From the data underneath, reproduce exactly the stretch that begins at the line with "pub fn new(settings: &CatalogSettings)" and ends after the line with "boundaries.insert(rank, username);".

---------- DATA FOR THE TASK ----------

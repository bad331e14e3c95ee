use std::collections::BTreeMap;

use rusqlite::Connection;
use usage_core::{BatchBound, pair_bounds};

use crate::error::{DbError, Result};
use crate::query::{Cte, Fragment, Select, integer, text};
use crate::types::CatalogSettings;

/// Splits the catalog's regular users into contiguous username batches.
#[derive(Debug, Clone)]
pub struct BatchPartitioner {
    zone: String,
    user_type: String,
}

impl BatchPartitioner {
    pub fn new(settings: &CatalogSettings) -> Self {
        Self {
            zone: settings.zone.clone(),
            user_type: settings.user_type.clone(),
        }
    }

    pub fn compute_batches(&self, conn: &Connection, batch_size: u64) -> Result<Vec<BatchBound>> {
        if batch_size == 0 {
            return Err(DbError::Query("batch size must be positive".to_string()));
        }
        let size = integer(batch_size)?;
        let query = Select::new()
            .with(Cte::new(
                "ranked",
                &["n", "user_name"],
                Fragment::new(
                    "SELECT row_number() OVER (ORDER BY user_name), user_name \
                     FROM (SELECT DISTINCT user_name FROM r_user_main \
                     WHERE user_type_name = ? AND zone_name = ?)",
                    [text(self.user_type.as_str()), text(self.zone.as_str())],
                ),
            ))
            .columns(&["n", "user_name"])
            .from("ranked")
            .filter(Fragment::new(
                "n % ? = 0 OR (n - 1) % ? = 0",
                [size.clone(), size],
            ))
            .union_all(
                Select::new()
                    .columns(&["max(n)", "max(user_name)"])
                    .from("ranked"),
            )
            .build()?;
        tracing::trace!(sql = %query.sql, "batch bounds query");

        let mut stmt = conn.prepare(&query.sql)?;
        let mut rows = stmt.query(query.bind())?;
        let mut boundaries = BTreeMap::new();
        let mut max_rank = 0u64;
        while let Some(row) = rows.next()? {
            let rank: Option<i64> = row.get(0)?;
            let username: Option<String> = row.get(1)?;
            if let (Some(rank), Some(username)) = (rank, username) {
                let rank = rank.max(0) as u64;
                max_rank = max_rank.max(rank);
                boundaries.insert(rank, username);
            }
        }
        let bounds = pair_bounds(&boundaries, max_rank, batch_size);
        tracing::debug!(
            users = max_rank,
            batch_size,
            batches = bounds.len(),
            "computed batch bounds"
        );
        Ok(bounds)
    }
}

----------
---------- DATA FOR THE TASK ----------

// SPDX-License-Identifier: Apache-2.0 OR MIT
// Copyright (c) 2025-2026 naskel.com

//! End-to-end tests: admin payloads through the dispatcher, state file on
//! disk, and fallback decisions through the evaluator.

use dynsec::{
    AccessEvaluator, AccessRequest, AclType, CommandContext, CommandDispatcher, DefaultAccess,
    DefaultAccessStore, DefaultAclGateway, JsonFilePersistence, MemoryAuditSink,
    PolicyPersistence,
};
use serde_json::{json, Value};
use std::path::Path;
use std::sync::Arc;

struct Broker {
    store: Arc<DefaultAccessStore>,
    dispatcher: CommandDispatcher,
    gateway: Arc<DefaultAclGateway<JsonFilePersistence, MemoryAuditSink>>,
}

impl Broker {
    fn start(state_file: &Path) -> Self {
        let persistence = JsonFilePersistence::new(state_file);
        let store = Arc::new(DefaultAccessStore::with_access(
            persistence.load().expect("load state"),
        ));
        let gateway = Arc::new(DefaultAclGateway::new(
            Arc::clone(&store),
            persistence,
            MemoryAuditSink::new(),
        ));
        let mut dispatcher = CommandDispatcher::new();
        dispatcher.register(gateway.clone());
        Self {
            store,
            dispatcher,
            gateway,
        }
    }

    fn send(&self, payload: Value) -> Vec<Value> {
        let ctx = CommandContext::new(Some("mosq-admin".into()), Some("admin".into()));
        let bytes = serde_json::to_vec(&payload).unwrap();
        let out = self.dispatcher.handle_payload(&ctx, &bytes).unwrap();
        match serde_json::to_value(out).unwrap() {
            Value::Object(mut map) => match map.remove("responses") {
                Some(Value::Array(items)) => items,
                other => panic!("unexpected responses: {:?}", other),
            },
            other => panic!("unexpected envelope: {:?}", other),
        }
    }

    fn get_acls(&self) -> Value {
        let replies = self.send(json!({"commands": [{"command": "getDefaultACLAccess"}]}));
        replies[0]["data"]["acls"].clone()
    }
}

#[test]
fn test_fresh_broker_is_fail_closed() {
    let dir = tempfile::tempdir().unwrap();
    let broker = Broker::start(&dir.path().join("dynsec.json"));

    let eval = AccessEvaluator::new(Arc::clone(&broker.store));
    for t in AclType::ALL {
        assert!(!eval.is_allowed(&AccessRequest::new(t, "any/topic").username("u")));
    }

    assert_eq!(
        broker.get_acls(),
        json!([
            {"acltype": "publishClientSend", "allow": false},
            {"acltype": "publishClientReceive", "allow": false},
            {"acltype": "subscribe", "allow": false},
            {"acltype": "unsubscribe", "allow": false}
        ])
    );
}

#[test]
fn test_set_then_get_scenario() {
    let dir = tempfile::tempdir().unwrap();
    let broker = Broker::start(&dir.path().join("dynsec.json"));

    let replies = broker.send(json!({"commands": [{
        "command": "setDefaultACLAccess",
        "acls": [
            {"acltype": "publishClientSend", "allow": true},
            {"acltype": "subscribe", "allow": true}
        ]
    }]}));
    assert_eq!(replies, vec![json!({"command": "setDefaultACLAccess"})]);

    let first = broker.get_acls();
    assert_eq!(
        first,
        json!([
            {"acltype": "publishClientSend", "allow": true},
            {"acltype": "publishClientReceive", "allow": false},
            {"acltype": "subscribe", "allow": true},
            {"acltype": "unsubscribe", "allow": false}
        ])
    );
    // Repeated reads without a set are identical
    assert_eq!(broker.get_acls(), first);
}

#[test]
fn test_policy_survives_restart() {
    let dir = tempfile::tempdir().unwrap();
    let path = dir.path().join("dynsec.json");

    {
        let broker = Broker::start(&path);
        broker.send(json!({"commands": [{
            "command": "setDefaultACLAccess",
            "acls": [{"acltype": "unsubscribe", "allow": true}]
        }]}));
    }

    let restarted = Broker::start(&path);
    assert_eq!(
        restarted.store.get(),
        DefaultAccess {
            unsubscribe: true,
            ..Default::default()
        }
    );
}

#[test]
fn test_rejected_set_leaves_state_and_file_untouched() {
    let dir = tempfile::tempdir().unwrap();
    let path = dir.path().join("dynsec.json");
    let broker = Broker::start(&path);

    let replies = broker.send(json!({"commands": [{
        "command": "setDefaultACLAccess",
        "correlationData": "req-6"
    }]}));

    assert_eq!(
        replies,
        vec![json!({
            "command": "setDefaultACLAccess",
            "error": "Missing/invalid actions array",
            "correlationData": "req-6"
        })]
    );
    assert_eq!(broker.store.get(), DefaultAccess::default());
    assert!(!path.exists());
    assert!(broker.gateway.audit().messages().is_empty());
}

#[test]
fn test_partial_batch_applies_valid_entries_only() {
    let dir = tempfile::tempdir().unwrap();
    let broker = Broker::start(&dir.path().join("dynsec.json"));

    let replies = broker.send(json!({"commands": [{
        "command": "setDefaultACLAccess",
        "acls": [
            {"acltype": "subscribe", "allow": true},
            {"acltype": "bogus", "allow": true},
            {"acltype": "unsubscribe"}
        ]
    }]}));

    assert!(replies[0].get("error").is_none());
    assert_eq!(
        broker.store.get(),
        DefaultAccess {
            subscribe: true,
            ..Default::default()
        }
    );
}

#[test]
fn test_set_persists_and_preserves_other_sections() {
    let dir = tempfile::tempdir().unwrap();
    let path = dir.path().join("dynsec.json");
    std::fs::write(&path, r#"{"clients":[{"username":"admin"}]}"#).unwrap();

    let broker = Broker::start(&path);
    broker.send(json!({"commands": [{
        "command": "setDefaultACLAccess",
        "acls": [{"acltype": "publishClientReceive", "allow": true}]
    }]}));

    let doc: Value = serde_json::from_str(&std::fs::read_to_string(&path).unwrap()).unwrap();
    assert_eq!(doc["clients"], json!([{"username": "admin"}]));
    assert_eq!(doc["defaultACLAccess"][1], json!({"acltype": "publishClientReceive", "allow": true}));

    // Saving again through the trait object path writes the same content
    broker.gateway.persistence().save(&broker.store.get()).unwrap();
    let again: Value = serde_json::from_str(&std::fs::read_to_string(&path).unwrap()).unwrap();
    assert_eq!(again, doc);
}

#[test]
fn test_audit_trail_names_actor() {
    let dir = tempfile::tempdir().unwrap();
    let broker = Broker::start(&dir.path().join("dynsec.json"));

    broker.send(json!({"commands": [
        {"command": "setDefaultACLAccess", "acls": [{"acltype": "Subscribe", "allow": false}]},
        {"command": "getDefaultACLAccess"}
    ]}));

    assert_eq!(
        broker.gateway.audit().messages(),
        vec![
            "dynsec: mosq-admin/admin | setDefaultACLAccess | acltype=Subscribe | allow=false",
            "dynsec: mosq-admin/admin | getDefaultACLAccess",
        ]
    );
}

----------
---------- DATA FOR THE TASK ----------

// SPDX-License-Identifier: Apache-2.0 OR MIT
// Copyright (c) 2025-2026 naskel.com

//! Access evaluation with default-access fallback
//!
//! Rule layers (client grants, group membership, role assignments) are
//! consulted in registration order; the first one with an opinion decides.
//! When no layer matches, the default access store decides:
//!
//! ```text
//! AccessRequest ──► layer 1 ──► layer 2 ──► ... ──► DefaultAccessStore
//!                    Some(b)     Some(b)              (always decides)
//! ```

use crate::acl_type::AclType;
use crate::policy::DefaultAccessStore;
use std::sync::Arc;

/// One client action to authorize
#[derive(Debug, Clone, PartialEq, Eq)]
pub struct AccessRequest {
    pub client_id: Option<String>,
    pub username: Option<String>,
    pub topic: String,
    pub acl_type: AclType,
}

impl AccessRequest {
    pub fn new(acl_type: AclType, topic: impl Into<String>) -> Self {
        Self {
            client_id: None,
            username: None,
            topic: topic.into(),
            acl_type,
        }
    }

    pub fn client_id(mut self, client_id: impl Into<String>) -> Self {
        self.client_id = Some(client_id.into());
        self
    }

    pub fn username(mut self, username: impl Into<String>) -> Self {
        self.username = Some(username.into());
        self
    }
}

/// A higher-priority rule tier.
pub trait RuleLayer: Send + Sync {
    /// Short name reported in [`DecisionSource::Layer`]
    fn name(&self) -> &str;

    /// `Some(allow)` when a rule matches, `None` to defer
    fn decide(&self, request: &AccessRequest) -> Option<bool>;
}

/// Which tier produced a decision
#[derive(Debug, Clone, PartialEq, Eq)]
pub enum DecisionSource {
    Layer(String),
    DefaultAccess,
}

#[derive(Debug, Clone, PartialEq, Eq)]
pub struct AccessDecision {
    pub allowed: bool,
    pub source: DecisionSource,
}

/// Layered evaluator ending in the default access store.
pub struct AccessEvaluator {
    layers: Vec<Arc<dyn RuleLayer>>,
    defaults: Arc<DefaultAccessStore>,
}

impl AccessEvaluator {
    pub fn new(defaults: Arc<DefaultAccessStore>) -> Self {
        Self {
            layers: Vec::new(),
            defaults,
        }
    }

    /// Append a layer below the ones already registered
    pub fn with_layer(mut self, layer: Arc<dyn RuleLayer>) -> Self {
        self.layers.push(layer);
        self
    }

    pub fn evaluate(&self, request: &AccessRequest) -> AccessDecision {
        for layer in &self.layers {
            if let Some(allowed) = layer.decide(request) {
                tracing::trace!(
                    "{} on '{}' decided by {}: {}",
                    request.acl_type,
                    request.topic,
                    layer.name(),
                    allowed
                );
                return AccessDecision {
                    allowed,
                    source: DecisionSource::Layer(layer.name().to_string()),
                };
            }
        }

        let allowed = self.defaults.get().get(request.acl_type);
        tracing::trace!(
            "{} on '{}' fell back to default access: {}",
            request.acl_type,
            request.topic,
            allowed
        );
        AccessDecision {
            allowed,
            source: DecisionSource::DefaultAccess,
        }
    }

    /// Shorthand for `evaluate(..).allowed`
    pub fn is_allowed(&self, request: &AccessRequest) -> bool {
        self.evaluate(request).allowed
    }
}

----------

RESPONSE TO THIS EXERCISE>
    pub fn new(settings: &CatalogSettings) -> Self {
        Self {
            zone: settings.zone.clone(),
            user_type: settings.user_type.clone(),
        }
    }

    pub fn compute_batches(&self, conn: &Connection, batch_size: u64) -> Result<Vec<BatchBound>> {
        if batch_size == 0 {
            return Err(DbError::Query("batch size must be positive".to_string()));
        }
        let size = integer(batch_size)?;
        let query = Select::new()
            .with(Cte::new(
                "ranked",
                &["n", "user_name"],
                Fragment::new(
                    "SELECT row_number() OVER (ORDER BY user_name), user_name \
                     FROM (SELECT DISTINCT user_name FROM r_user_main \
                     WHERE user_type_name = ? AND zone_name = ?)",
                    [text(self.user_type.as_str()), text(self.zone.as_str())],
                ),
            ))
            .columns(&["n", "user_name"])
            .from("ranked")
            .filter(Fragment::new(
                "n % ? = 0 OR (n - 1) % ? = 0",
                [size.clone(), size],
            ))
            .union_all(
                Select::new()
                    .columns(&["max(n)", "max(user_name)"])
                    .from("ranked"),
            )
            .build()?;
        tracing::trace!(sql = %query.sql, "batch bounds query");

        let mut stmt = conn.prepare(&query.sql)?;
        let mut rows = stmt.query(query.bind())?;
        let mut boundaries = BTreeMap::new();
        let mut max_rank = 0u64;
        while let Some(row) = rows.next()? {
            let rank: Option<i64> = row.get(0)?;
            let username: Option<String> = row.get(1)?;
            if let (Some(rank), Some(username)) = (rank, username) {
                let rank = rank.max(0) as u64;
                max_rank = max_rank.max(rank);
                boundaries.insert(rank, username);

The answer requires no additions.